When Marco Islander Bob Karas’ morning bicycle ride takes him past the nesting pair of bald eagles, he always makes a point of looking for them.
On Friday morning, though, his attention was drawn to a lump on the sidewalk below high power lines, he said.
“I said that can’t be an eagle, but unfortunately it was,” Karas said.
The fledgling, an eagle learning to fly, was one of two young eagles that islanders had been keeping an excited eye on as the birds began to learn to fly and hunt from their home base in an Australian pine tree along Tigertail Court.
The nest is on land, known as Tract K, that the Marco Eagle Sanctuary Foundation leases from the Collier County School District to protect the eagle nest. The foundation is in its second year of an eight-year lease.

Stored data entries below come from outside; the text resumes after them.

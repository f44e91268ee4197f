use crate::model::DownloadProgress;

/// Prefix of the lines produced by [`PROGRESS_TEMPLATE`].
pub const PROGRESS_PREFIX: &str = "progress:";

/// yt-dlp `--progress-template` value: downloaded/total/estimate in bytes.
pub const PROGRESS_TEMPLATE: &str = "download:progress:%(progress.downloaded_bytes)s/%(progress.total_bytes)s/%(progress.total_bytes_estimate)s";

/// Parses one output line. yt-dlp writes `NA` for unknown fields and may
/// report the estimate as a float.
pub fn parse_progress_from_line(line: &str) -> Option<DownloadProgress> {
    let rest = line.trim().strip_prefix(PROGRESS_PREFIX)?;
    let mut fields = rest.split('/');
    let downloaded = parse_bytes(fields.next()?)?;
    let total = fields.next().and_then(parse_bytes);
    let estimate = fields.next().and_then(parse_bytes);

    Some(DownloadProgress {
        downloaded,
        total: total.filter(|t| *t > 0).or(estimate),
    })
}

fn parse_bytes(field: &str) -> Option<u64> {
    let value = field.trim().parse::<f64>().ok()?;
    if value.is_finite() && value >= 0.0 {
        Some(value as u64)
    } else {
        None
    }
}

#[cfg(test)]
mod tests {
    use super::*;

    #[test]
    fn test_parse_exact_total() {
        let p = parse_progress_from_line("progress:512/2048/NA").unwrap();
        assert_eq!(p.downloaded, 512);
        assert_eq!(p.total, Some(2048));
        assert!((p.percent() - 25.0).abs() < 1e-4);
    }

    #[test]
    fn test_parse_falls_back_to_estimate() {
        let p = parse_progress_from_line("progress:100/NA/400.7").unwrap();
        assert_eq!(p.total, Some(400));
    }

    #[test]
    fn test_parse_unknown_total() {
        let p = parse_progress_from_line("  progress:100/NA/NA\n").unwrap();
        assert_eq!(p.total, None);
        assert_eq!(p.percent(), 0.0);
    }

    #[test]
    fn test_ignores_other_lines() {
        assert!(parse_progress_from_line("[youtube] abc: Downloading webpage").is_none());
        assert!(parse_progress_from_line("progress:NA/100/NA").is_none());
        assert!(parse_progress_from_line("").is_none());
    }
}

“When you lose one, it’s like losing a child,” said the foundation’s Chairman Carl Way. “Everybody will be watching this one (remaining fledgling) much closer.” The parents of the fledgling are continuing to care for the remaining sibling.

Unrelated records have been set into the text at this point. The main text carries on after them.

use std::fmt;
use std::path::PathBuf;

use eframe::egui::ColorImage;
use humansize::{FormatSizeOptions, DECIMAL, format_size};

use crate::error::AppError;

/// One downloadable resolution of a video.
#[derive(Debug, Clone, PartialEq, Eq)]
pub struct FormatEntry {
    /// Frame height in pixels
    pub height: u32,
    /// Opaque yt-dlp format identifier
    pub format_id: String,
    /// Size in bytes when yt-dlp knows it
    pub filesize: Option<u64>,
}

impl FormatEntry {
    /// Resolution string such as `1080p`.
    pub fn resolution(&self) -> String {
        format!("{}p", self.height)
    }

    /// Text shown in the resolution dropdown.
    pub fn label(&self) -> String {
        match self.filesize {
            Some(bytes) => format!("{} ({})", self.resolution(), human_size(bytes)),
            None => format!("{} (Unknown size)", self.resolution()),
        }
    }
}

/// Result of a successful format fetch.
#[derive(Debug, Clone, Default)]
pub struct FetchedVideo {
    pub title: String,
    pub thumbnail: Option<String>,
    /// Highest resolution first
    pub formats: Vec<FormatEntry>,
}

/// Byte counters reported by yt-dlp during a transfer.
#[derive(Debug, Clone, Copy, Default, PartialEq)]
pub struct DownloadProgress {
    pub downloaded: u64,
    /// Exact total if known, otherwise yt-dlp's estimate
    pub total: Option<u64>,
}

impl DownloadProgress {
    /// Percentage in `0.0..=100.0`; zero while the total is unknown.
    pub fn percent(&self) -> f32 {
        match self.total {
            Some(total) if total > 0 => {
                ((self.downloaded as f64 / total as f64) * 100.0).clamp(0.0, 100.0) as f32
            }
            _ => 0.0,
        }
    }

    pub fn size_label(&self) -> String {
        match self.total {
            Some(total) if total > 0 => format!(
                "Downloaded: {} / {}",
                human_size(self.downloaded),
                human_size(total)
            ),
            _ => format!("Downloaded: {}", human_size(self.downloaded)),
        }
    }
}

/// Validated input for the download runner.
#[derive(Debug, Clone, PartialEq, Eq)]
pub struct DownloadRequest {
    pub url: String,
    pub output_dir: PathBuf,
    pub format_id: String,
    pub resolution: String,
}

/// Kinds of background work; at most one of each runs at a time.
#[derive(Debug, Clone, Copy, PartialEq, Eq, Hash)]
pub enum TaskKind {
    Fetch,
    Download,
}

impl fmt::Display for TaskKind {
    fn fmt(&self, f: &mut fmt::Formatter<'_>) -> fmt::Result {
        match self {
            TaskKind::Fetch => f.write_str("format fetch"),
            TaskKind::Download => f.write_str("download"),
        }
    }
}

/// Messages sent from worker tasks to the UI thread.
pub enum AppEvent {
    FormatsFetched(Result<FetchedVideo, AppError>),
    /// Preview for the fetch numbered `generation`
    Thumbnail { generation: u64, image: ColorImage },
    Progress(DownloadProgress),
    /// Final file path when yt-dlp printed one
    DownloadFinished(Result<Option<PathBuf>, AppError>),
}

/// Decimal units, one decimal place (e.g. `12.3 MB`).
pub fn human_size(bytes: u64) -> String {
    let options = FormatSizeOptions::from(DECIMAL).decimal_places(1);
    format_size(bytes, options)
}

Way surmised the bald eagle had flown into the power lines and fell immediately to the ground. The eaglet was seen flying over a canal toward the nest tree just minutes before Karas found it, according to a statement from the Foundation.
Volunteers placed the dead eagle into a crate and delivered it to the wildlife rehabilitation center at the Conservancy of Southwest Florida.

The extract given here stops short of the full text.